— PROBLEM —
From the entries below, copy out every line with "ilike" in it.

(Stored data)
○ ○ ○ ○ ○
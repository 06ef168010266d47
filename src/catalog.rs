use diesel::{
    BoolExpressionMethods, ExpressionMethods, PgTextExpressionMethods, QueryDsl, SelectableHelper,
};
use diesel_async::{AsyncPgConnection, RunQueryDsl};
use serde::Serialize;
use utoipa::ToSchema;
use uuid::Uuid;

use crate::{core::app_error::AppError, models::ProductEntity, schema::products};

#[derive(Serialize, Debug, Clone, PartialEq, Eq, ToSchema)]
pub struct ProductSummary {
    pub id: Uuid,
    pub name: String,
    pub price_cents: i64,
    pub category: String,
    pub brand: String,
}

impl From<ProductEntity> for ProductSummary {
    fn from(product: ProductEntity) -> Self {
        Self {
            id: product.id,
            name: product.name,
            price_cents: product.price_cents,
            category: product.category,
            brand: product.brand,
        }
    }
}

/// `%term%` with LIKE metacharacters escaped, so the term matches literally.
pub fn like_pattern(term: &str) -> String {
    let mut pattern = String::with_capacity(term.len() + 2);
    pattern.push('%');
    for ch in term.trim().chars() {
        if matches!(ch, '%' | '_' | '\\') {
            pattern.push('\\');
        }
        pattern.push(ch);
    }
    pattern.push('%');
    pattern
}

/// Listed products whose name, category or brand contains `term`, ignoring
/// case. Each product appears once. An empty term matches every product.
pub async fn search(
    conn: &mut AsyncPgConnection,
    term: &str,
) -> Result<Vec<ProductSummary>, AppError> {
    let pattern = like_pattern(term);

    let found: Vec<ProductEntity> = products::table
        .filter(ProductEntity::is_listed())
        .filter(
            products::name
                .ilike(&pattern)
                .or(products::category.ilike(&pattern))
                .or(products::brand.ilike(&pattern)),
        )
        .order_by(products::name.asc())
        .select(ProductEntity::as_select())
        .load(conn)
        .await?;

    Ok(found.into_iter().map(ProductSummary::from).collect())
}

/// First listed product (alphabetically) whose name contains `term`.
pub async fn find_by_name(conn: &mut AsyncPgConnection, term: &str) -> Result<ProductEntity, AppError> {
    if term.trim().is_empty() {
        return Err(AppError::NotFound);
    }

    let product = products::table
        .filter(ProductEntity::is_listed())
        .filter(products::name.ilike(like_pattern(term)))
        .order_by(products::name.asc())
        .select(ProductEntity::as_select())
        .first(conn)
        .await?;

    Ok(product)
}

pub async fn find_listed(conn: &mut AsyncPgConnection, id: Uuid) -> Result<ProductEntity, AppError> {
    let product = products::table
        .find(id)
        .filter(ProductEntity::is_listed())
        .select(ProductEntity::as_select())
        .first(conn)
        .await?;
    Ok(product)
}
use anyhow::Context;
use async_trait::async_trait;
use reqwest::Client;
use serde::{Deserialize, Serialize};

use crate::core::{app_error::AppError, config::ClassifierConfig};

const SYSTEM_PROMPT: &str = "Sos un asistente de compras, devolvé solo la intención y parámetro en formato: buscar:auriculares o agregar:laptop o ver_carrito o realizar_pedido";

/// Turns a raw utterance into the classifier's free-text `intent[:parameter]` reply.
#[async_trait]
pub trait IntentClassifier: Send + Sync {
    async fn classify(&self, utterance: &str) -> Result<String, AppError>;
}

pub struct ChatCompletionClassifier {
    client: Client,
    config: ClassifierConfig,
}

impl ChatCompletionClassifier {
    pub fn new(client: Client, config: ClassifierConfig) -> Self {
        Self { client, config }
    }
}

#[derive(Serialize)]
struct ChatMessage<'a> {
    role: &'a str,
    content: &'a str,
}

#[derive(Serialize)]
struct ChatRequest<'a> {
    model: &'a str,
    messages: [ChatMessage<'a>; 2],
}

#[derive(Deserialize)]
struct ChatResponse {
    choices: Vec<ChatChoice>,
}

#[derive(Deserialize)]
struct ChatChoice {
    message: ChatReply,
}

#[derive(Deserialize)]
struct ChatReply {
    content: String,
}

#[async_trait]
impl IntentClassifier for ChatCompletionClassifier {
    async fn classify(&self, utterance: &str) -> Result<String, AppError> {
        let request = ChatRequest {
            model: &self.config.model,
            messages: [
                ChatMessage {
                    role: "system",
                    content: SYSTEM_PROMPT,
                },
                ChatMessage {
                    role: "user",
                    content: utterance,
                },
            ],
        };

        let response: ChatResponse = self
            .client
            .post(format!("{}/chat/completions", self.config.url))
            .bearer_auth(&self.config.api_key)
            .json(&request)
            .send()
            .await
            .and_then(|res| res.error_for_status())
            .map_err(|err| {
                tracing::warn!("Classifier request failed: {}", err);
                AppError::ServiceUnreachable("IntentClassifier".into())
            })?
            .json()
            .await
            .context("Failed to parse classifier JSON")?;

        // An empty choice list reads as an unrecognized intent downstream.
        let content = response
            .choices
            .into_iter()
            .next()
            .map(|choice| choice.message.content)
            .unwrap_or_default();

        tracing::debug!("Classifier replied {:?}", content);
        Ok(content)
    }
}
//! In-memory upstream doubles and a state whose pool never connects, for
//! exercising routes and the assistant without external services.

use std::{sync::Arc, time::Duration};

use async_trait::async_trait;
use parking_lot::Mutex;

use crate::{
    api::{
        Upstreams,
        classifier::IntentClassifier,
        payments::{INTENT_SUCCEEDED, PaymentIntent, PaymentProcessor},
        push::PushGateway,
    },
    core::{
        app_error::AppError,
        app_state::AppState,
        config::{
            AppConfig, AssistantConfig, CheckoutConfig, ClassifierConfig, DatabaseConfig,
            PaymentsConfig, PushConfig, ServerConfig,
        },
        db,
    },
};

/// Echoes the utterance back, as if the model had answered in the
/// `intent:parameter` format, and records every call.
#[derive(Default)]
pub struct EchoClassifier {
    pub calls: Mutex<Vec<String>>,
}

#[async_trait]
impl IntentClassifier for EchoClassifier {
    async fn classify(&self, utterance: &str) -> Result<String, AppError> {
        self.calls.lock().push(utterance.to_string());
        Ok(utterance.to_string())
    }
}

/// Reports every intent as succeeded except the ones listed in `pending`.
#[derive(Default)]
pub struct StubPayments {
    pub pending: Mutex<Vec<String>>,
    pub retrieved: Mutex<Vec<String>>,
}

#[async_trait]
impl PaymentProcessor for StubPayments {
    fn provider(&self) -> &'static str {
        "stub"
    }

    async fn create_intent(
        &self,
        amount_cents: i64,
        _currency: &str,
        _metadata: Vec<(String, String)>,
    ) -> Result<PaymentIntent, AppError> {
        Ok(PaymentIntent {
            id: format!("pi_{}", amount_cents),
            client_secret: Some("secret".into()),
            status: "requires_payment_method".into(),
        })
    }

    async fn retrieve_intent(&self, id: &str) -> Result<PaymentIntent, AppError> {
        self.retrieved.lock().push(id.to_string());
        let status = if self.pending.lock().iter().any(|pending| pending == id) {
            "processing"
        } else {
            INTENT_SUCCEEDED
        };
        Ok(PaymentIntent {
            id: id.to_string(),
            client_secret: None,
            status: status.into(),
        })
    }

    async fn cancel_intent(&self, _id: &str) -> Result<(), AppError> {
        Ok(())
    }
}

pub struct SilentPush;

#[async_trait]
impl PushGateway for SilentPush {
    async fn send(&self, _device_token: &str, _title: &str, _body: &str) -> Result<(), AppError> {
        Ok(())
    }
}

pub fn test_config() -> AppConfig {
    AppConfig {
        server: ServerConfig {
            host: "127.0.0.1".into(),
            port: 0,
        },
        database: DatabaseConfig {
            url: "postgres://localhost/storefront_unused".into(),
            max_connections: 1,
        },
        classifier: ClassifierConfig {
            url: "http://localhost".into(),
            api_key: String::new(),
            model: "test".into(),
            timeout: Duration::from_secs(1),
        },
        payments: PaymentsConfig {
            url: "http://localhost".into(),
            secret_key: String::new(),
            currency: "usd".into(),
            timeout: Duration::from_secs(1),
        },
        push: PushConfig {
            url: "http://localhost".into(),
            server_key: String::new(),
            timeout: Duration::from_secs(1),
        },
        assistant: AssistantConfig {
            pending_intent_ttl: Duration::from_secs(60),
        },
        checkout: CheckoutConfig {
            low_stock_threshold: 5,
        },
    }
}

/// State backed by doubles. Must be built inside a Tokio runtime.
pub fn test_state(classifier: Arc<EchoClassifier>, payments: Arc<StubPayments>) -> AppState {
    let config = test_config();
    let pool = db::connect_lazy(&config.database.url, config.database.max_connections);
    AppState::new(
        pool,
        Upstreams {
            classifier,
            payments,
            push: Arc::new(SilentPush),
        },
        config,
    )
}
○ ○ ○ ○ ○
— WRITTEN SOLUTION —
                .ilike(&pattern)
                .or(products::category.ilike(&pattern))
                .or(products::brand.ilike(&pattern)),
        .filter(products::name.ilike(like_pattern(term)))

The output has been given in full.